Et cette austérité a entraîné un effondrement réel des salaires des infirmières et des médecins, qui ont entraîné un exode massif vers l’étranger et vers d’autres emplois, ce qui signifie un énorme sous-effectif, ce qui exerce une pression massive sur le personnel restant.
Ne fais pas d'erreur. L’état du système n’est pas la faute du personnel médical. Ce n'est pas la faute des managers.
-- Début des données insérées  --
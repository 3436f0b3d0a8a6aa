//! Inspect command - classify captured change records offline
//!
//! Reads a saved `GET /changes` response (or a bare array of change
//! entries) and reports, per record, what a sync run would do with it.
//! No network or AWS calls are made, so folder lineages are not resolved;
//! the reported key shows the leaf only.

use std::path::PathBuf;

use anyhow::{Context, Result};
use clap::Args;

use drivesync_core::config::Config;
use drivesync_core::domain::change::ChangeRecord;
use drivesync_core::domain::export::{classify, ExportDecision};
use drivesync_core::domain::key::ResolvedPath;
use drivesync_drive::changes::parse_change_dump;

use crate::output::{OutputFormat, Printer};

#[derive(Debug, Args)]
pub struct InspectCommand {
    /// Path to a captured changes response (JSON)
    pub file: PathBuf,
}

/// What a sync run would do with one record
fn describe(record: &ChangeRecord) -> (String, Option<String>) {
    if record.removed {
        return ("skip (removed)".to_string(), None);
    }
    if record.trashed {
        return ("skip (trashed)".to_string(), None);
    }
    if record.shortcut_target.is_some() {
        return ("mirror shortcut target".to_string(), None);
    }
    match classify(&record.mime_type) {
        ExportDecision::Skip(reason) => (format!("skip ({reason})"), None),
        ExportDecision::Verbatim => {
            let leaf = ResolvedPath::new(&[], &record.name, &record.file_id).leaf;
            ("copy verbatim".to_string(), Some(leaf))
        }
        ExportDecision::ExportAs { extension, .. } => {
            let leaf = ResolvedPath::new(&[], &record.name, &record.file_id).leaf;
            (format!("export ({extension})"), Some(format!("{leaf}{extension}")))
        }
    }
}

impl InspectCommand {
    pub async fn execute(&self, _config: &Config, format: OutputFormat) -> Result<()> {
        let printer = Printer::new(format);

        let json = std::fs::read_to_string(&self.file)
            .with_context(|| format!("failed to read {}", self.file.display()))?;
        let records = parse_change_dump(&json)?;

        let mut report = Vec::with_capacity(records.len());
        for record in &records {
            let (action, leaf) = describe(record);
            printer.line(&format!(
                "{:<44} {:<24} {}",
                record.file_id,
                action,
                leaf.as_deref().unwrap_or("-")
            ));
            report.push(serde_json::json!({
                "fileId": record.file_id,
                "name": record.name,
                "action": action,
                "leaf": leaf,
            }));
        }
        printer.json(&serde_json::Value::Array(report));
        printer.success(&format!("{} record(s) inspected", records.len()));
        Ok(())
    }
}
Il s’agit d’un échec politique à long terme, l’application de l’idéologie plutôt que des preuves, les intérêts des entreprises privées avant le bien public.
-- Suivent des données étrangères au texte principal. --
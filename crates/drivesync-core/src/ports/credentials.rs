//! Credential source port (driven/secondary port)
//!
//! Interface to the external secret holding the OAuth2 material needed to
//! mint short-lived Drive access tokens. The engine consumes this secret
//! strictly read-only; acquisition and rotation of the refresh token are
//! deployment-time concerns outside this codebase.

use serde::{Deserialize, Serialize};

/// Default Google OAuth2 token endpoint
pub const DEFAULT_TOKEN_URI: &str = "https://oauth2.googleapis.com/token";

/// Default scope requested for the mirror (read-only Drive access)
pub const DEFAULT_SCOPE: &str = "https://www.googleapis.com/auth/drive.readonly";

/// OAuth2 material for the refresh-token grant
#[derive(Debug, Clone, Serialize, Deserialize)]
pub struct DriveCredentials {
    /// OAuth2 client id
    pub client_id: String,
    /// OAuth2 client secret
    pub client_secret: String,
    /// Long-lived refresh token
    pub refresh_token: String,
    /// Token endpoint; defaults to Google's
    #[serde(default = "default_token_uri")]
    pub token_uri: String,
    /// Scopes the refresh token was granted for
    #[serde(default = "default_scopes")]
    pub scopes: Vec<String>,
}

fn default_token_uri() -> String {
    DEFAULT_TOKEN_URI.to_string()
}

fn default_scopes() -> Vec<String> {
    vec![DEFAULT_SCOPE.to_string()]
}

/// Port trait for reading the credential secret
#[async_trait::async_trait]
pub trait ICredentialSource: Send + Sync {
    /// Loads the OAuth2 material
    ///
    /// A missing or malformed secret is a configuration failure for the
    /// whole invocation; no partial progress is claimed.
    async fn load(&self) -> anyhow::Result<DriveCredentials>;
}
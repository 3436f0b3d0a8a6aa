//! Drive client port (driven/secondary port)
//!
//! Interface for everything the engine needs from the remote file store:
//! change-feed pagination, metadata lookup by id, and content retrieval
//! (verbatim download or export conversion). The primary implementation
//! targets Google Drive v3, but the trait is provider-agnostic.
//!
//! ## Design Notes
//!
//! - Uses `anyhow::Result` because errors at port boundaries are
//!   adapter-specific; the engine classifies them as transient or not via
//!   the adapter's error messages rather than a shared error enum.
//! - Transient network/auth failures must surface as errors, distinct from
//!   "no more pages" (a page with no `next_page_token`), so the engine can
//!   retry the former and stop cleanly on the latter.

use crate::domain::change::{ChangePage, FileMetadata};
use crate::domain::newtypes::{FileId, PageToken};

/// Port trait for remote Drive operations
#[async_trait::async_trait]
pub trait IDriveClient: Send + Sync {
    /// Acquires a fresh baseline token for the change feed
    ///
    /// Everything that changed before this token is out of scope; the
    /// first sync run stores it and returns without processing.
    async fn start_page_token(&self) -> anyhow::Result<PageToken>;

    /// Fetches one page of changes at the given cursor
    ///
    /// # Arguments
    /// * `cursor` - Position in the change feed (from the checkpoint
    ///   store or a previous page's continuation token)
    ///
    /// # Returns
    /// The page's records plus its continuation token(s)
    async fn list_changes(&self, cursor: &PageToken) -> anyhow::Result<ChangePage>;

    /// Retrieves metadata for a file or folder by id
    ///
    /// Used by the path resolver to walk ancestor chains and by the
    /// engine to resolve shortcut targets.
    async fn get_metadata(&self, file_id: &FileId) -> anyhow::Result<FileMetadata>;

    /// Downloads a binary file's content verbatim
    ///
    /// Fails for Google-native types, which have no byte representation;
    /// the export policy keeps those from reaching this call.
    async fn download(&self, file_id: &FileId) -> anyhow::Result<Vec<u8>>;

    /// Exports a Google Workspace document into the given interchange format
    ///
    /// # Arguments
    /// * `file_id` - The document to export
    /// * `mime` - Target MIME type from the export policy table
    async fn export(&self, file_id: &FileId, mime: &str) -> anyhow::Result<Vec<u8>>;
}
//! drivesync AWS - AWS adapters
//!
//! Secondary adapters binding the core ports to AWS services:
//!
//! - [`s3`] - object store writes (aws-sdk-s3)
//! - [`ssm`] - sync cursor persistence in an SSM string parameter
//! - [`secrets`] - OAuth2 credential material from Secrets Manager
//!
//! All three share one `SdkConfig` loaded through the standard credential
//! chain, with optional region and endpoint overrides for LocalStack/MinIO
//! style testing.

pub mod s3;
pub mod secrets;
pub mod ssm;

pub use s3::S3ObjectStore;
pub use secrets::SecretsManagerCredentials;
pub use ssm::SsmCheckpointStore;

/// Load the shared AWS SDK configuration.
///
/// Uses the standard AWS credential chain (env vars, ~/.aws, IAM roles,
/// etc.), with optional region and endpoint URL overrides.
pub async fn load_sdk_config(
    region: Option<&str>,
    endpoint_url: Option<&str>,
) -> aws_config::SdkConfig {
    let mut loader = aws_config::defaults(aws_config::BehaviorVersion::latest());

    if let Some(region) = region {
        loader = loader.region(aws_config::Region::new(region.to_string()));
    }

    if let Some(endpoint_url) = endpoint_url {
        loader = loader.endpoint_url(endpoint_url);
    }

    loader.load().await
}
C'est dans ce contexte que la Chambre des Lords a examiné ma « motion fatale » sur la réglementation des AM et des AA, ainsi que les motions de « regret » de la baronne Finlay de Llandarf, professeure de médecine et députée, professeur de médecine palliative et ancienne présidente de la Chambre des Lords. la Royal Society of Medicine (qui ne peut être accusée d'avoir des intérêts politiques à défendre) et la baronne Brinton des Lib Dem. Les travaillistes étaient alignés sur le gouvernement.
Les règles ont été introduites au moyen d'un Order, un « instrument statutaire » (SI) selon notre terminologie, qui a été à peine débattu aux Communes, et que les Lords ne peuvent qu'accepter ou rejeter (et il est extrêmement rare qu'il le fasse). le dernier). Il n'y aurait même pas eu de débat à la Chambre principale si nous n'avions pas déposé nos motions; il n'y a rien eu de la part du parti travailliste, qui a soutenu l'Ordre.
Cela a inévitablement été adopté, malgré le fait, comme l’a dit Lord Patel, membre du corps médical, qu’il était « inapproprié » de faire cela par l’intermédiaire d’un SI.
On m'a demandé sur Twitter si c'était la fin. À un certain niveau, bien sûr, c’est le cas, mais à un autre, ce n’est qu’un début. Comme mon discours l’a clairement indiqué, nous avons besoin d’une « réglementation par consentement », et j’exhorte toutes les personnes concernées à continuer de défier le gouvernement, la hiérarchie médicale et les régulateurs, afin de garantir les risques – pour les patients, pour les Pas et les AA eux-mêmes, pour les communautés défavorisées – sont explorés, compris et, dans la mesure du possible, atténués.
Enfin, je veux être absolument clair. Je ne cherche pas à attaquer les AP et les AA existants qui ont étudié, contracté des dettes personnelles et font de leur mieux. Nous avons besoin de règles claires sur le « champ d’exercice » qui les protègent, dans les limites de leurs deux années de formation médicale postdoctorale, et qui ne les obligent pas à agir comme s’ils étaient des médecins qualifiés. Et nous devons expliquer aux patients qui ils sont et ce qu’ils peuvent et ne peuvent pas faire.